I think the way to approach answering this question starts with another one: “What happens to the money if it is not applied to the mortgage?” If the answer is “I don’t know” or some variant, or if the money disappears down a rabbit hole of unnecessary purchases, then I come squarely down on the side of using those funds to pay down the mortgage.  The rate of return on early payoff of a mortgage is almost always low: namely, the interest rate on the loan minus the rate of tax benefit being sacrificed.  So in today’s environment, the return might be about 3%.  That is not great at all, but it beats bank interest and it beats new clothes with the tags still on hanging in the closet.

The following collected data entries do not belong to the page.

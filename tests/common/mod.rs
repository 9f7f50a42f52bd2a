use axum::body::Body;
use axum::http::{Method, Request};
use covenant_lib::engine::api::{create_router, ApiState, X_USER_ID, X_USER_ROLE};
use covenant_lib::engine::config::{Config, StorageConfig};
use serde_json::Value;
use tempfile::TempDir;

/// A router over a throwaway project directory with in-memory storage
pub fn test_app() -> (axum::Router, ApiState, TempDir) {
    let dir = tempfile::tempdir().expect("tempdir");
    let mut config = Config::default_for_service("covenant-test");
    config.storage = StorageConfig::Memory;

    let state = ApiState::from_config(dir.path(), &config).expect("state");
    (create_router(state.clone()), state, dir)
}

pub fn request(method: Method, uri: &str, role: Option<&str>, body: Option<Value>) -> Request<Body> {
    let mut builder = Request::builder()
        .method(method)
        .uri(uri)
        .header(X_USER_ID, "user-1");
    if let Some(role) = role {
        builder = builder.header(X_USER_ROLE, role);
    }
    match body {
        Some(body) => builder
            .header("content-type", "application/json")
            .body(Body::from(body.to_string()))
            .expect("request"),
        None => builder.body(Body::empty()).expect("request"),
    }
}

pub async fn read_json(response: axum::response::Response) -> Value {
    let bytes = axum::body::to_bytes(response.into_body(), usize::MAX)
        .await
        .expect("body");
    serde_json::from_slice(&bytes).expect("json")
}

It is probably not a bad idea if you are a cautious investor.  If you want to invest in something but are wary of the stock market, real estate, or other investment options, paying down a mortgage is not a bad, extremely low-risk alternative.  The key assumption I am making is that you have no other debt. If there are credit card balances out there, they should get top priority, since they are almost always linked outrageously high rates.

If none of this describes you, and you are comfortable with riskier investments in more promising markets, than paying down a mortgage is not a great idea:  better to use that money for an index fund, a particular stock that seems attractive, or a piece of real estate that will appreciate and/or generate rental income.

I ran some scenarios through UBS investment models on my desktop, and they pretty much nearly always recommend a market investment over a paid-down mortgage.  Still, few things create as much piece of mind as having no debt and owning the roof over your outright.